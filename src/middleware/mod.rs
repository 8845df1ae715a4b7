use axum::{
    extract::FromRequestParts,
    http::{header, request::Parts, HeaderMap},
};
use jsonwebtoken::{decode, Algorithm, DecodingKey, Validation};
use serde::{Deserialize, Serialize};
use std::sync::Arc;
use uuid::Uuid;

use crate::config::AuthConfig;
use crate::error::ApiError;

pub mod rate_limit;

/// Claims the planner relies on. Tokens are issued by the platform's
/// identity service; this service only verifies them.
#[derive(Debug, Clone, Serialize, Deserialize)]
pub struct Claims {
    pub sub: Uuid,
    pub exp: usize,
}

#[derive(Debug, Clone, Copy)]
pub struct AuthUser {
    pub user_id: Uuid,
}

pub fn bearer_token(headers: &HeaderMap) -> Option<&str> {
    headers
        .get(header::AUTHORIZATION)
        .and_then(|value| value.to_str().ok())
        .and_then(|value| value.strip_prefix("Bearer "))
        .map(str::trim)
        .filter(|token| !token.is_empty())
}

pub fn verify_token(config: &AuthConfig, token: &str) -> Result<Claims, ApiError> {
    let mut validation = Validation::new(Algorithm::HS256);
    match &config.audience {
        Some(audience) => validation.set_audience(&[audience]),
        None => validation.validate_aud = false,
    }

    decode::<Claims>(token, &DecodingKey::from_secret(config.jwt_secret.as_bytes()), &validation)
        .map(|data| data.claims)
        .map_err(|e| {
            tracing::debug!("Rejected bearer token: {}", e);
            ApiError::Unauthorized("invalid or expired token")
        })
}

// Bearer JWT extractor
impl FromRequestParts<Arc<crate::AppState>> for AuthUser {
    type Rejection = ApiError;

    async fn from_request_parts(parts: &mut Parts, state: &Arc<crate::AppState>) -> Result<Self, Self::Rejection> {
        let token = bearer_token(&parts.headers).ok_or(ApiError::Unauthorized("missing bearer token"))?;
        let claims = verify_token(&state.config.auth, token)?;

        Ok(AuthUser { user_id: claims.sub })
    }
}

▶ _What the task asks_:
The material must be transcribed exactly, down to the last line.

▶ _Written answer_:
filename src/middleware/mod.rs
repository 8845df1ae715a4b7
use axum::{
    extract::FromRequestParts,
    http::{header, request::Parts, HeaderMap},
};
use jsonwebtoken::{decode, Algorithm, DecodingKey, Validation};
use serde::{Deserialize, Serialize};
use std::sync::Arc;
use uuid::Uuid;

use crate::config::AuthConfig;
use crate::error::ApiError;

pub mod rate_limit;

/// Claims the planner relies on. Tokens are issued by the platform's
/// identity service; this service only verifies them.
#[derive(Debug, Clone, Serialize, Deserialize)]
pub struct Claims {
    pub sub: Uuid,
    pub exp: usize,
}

#[derive(Debug, Clone, Copy)]
pub struct AuthUser {
    pub user_id: Uuid,
}

pub fn bearer_token(headers: &HeaderMap) -> Option<&str> {
    headers
        .get(header::AUTHORIZATION)
        .and_then(|value| value.to_str().ok())
        .and_then(|value| value.strip_prefix("Bearer "))
        .map(str::trim)
        .filter(|token| !token.is_empty())
}

pub fn verify_token(config: &AuthConfig, token: &str) -> Result<Claims, ApiError> {
    let mut validation = Validation::new(Algorithm::HS256);
    match &config.audience {
        Some(audience) => validation.set_audience(&[audience]),
        None => validation.validate_aud = false,
    }

    decode::<Claims>(token, &DecodingKey::from_secret(config.jwt_secret.as_bytes()), &validation)
        .map(|data| data.claims)
        .map_err(|e| {
            tracing::debug!("Rejected bearer token: {}", e);
            ApiError::Unauthorized("invalid or expired token")
        })
}

// Bearer JWT extractor
impl FromRequestParts<Arc<crate::AppState>> for AuthUser {
    type Rejection = ApiError;

    async fn from_request_parts(parts: &mut Parts, state: &Arc<crate::AppState>) -> Result<Self, Self::Rejection> {
        let token = bearer_token(&parts.headers).ok_or(ApiError::Unauthorized("missing bearer token"))?;
        let claims = verify_token(&state.config.auth, token)?;

        Ok(AuthUser { user_id: claims.sub })
    }
}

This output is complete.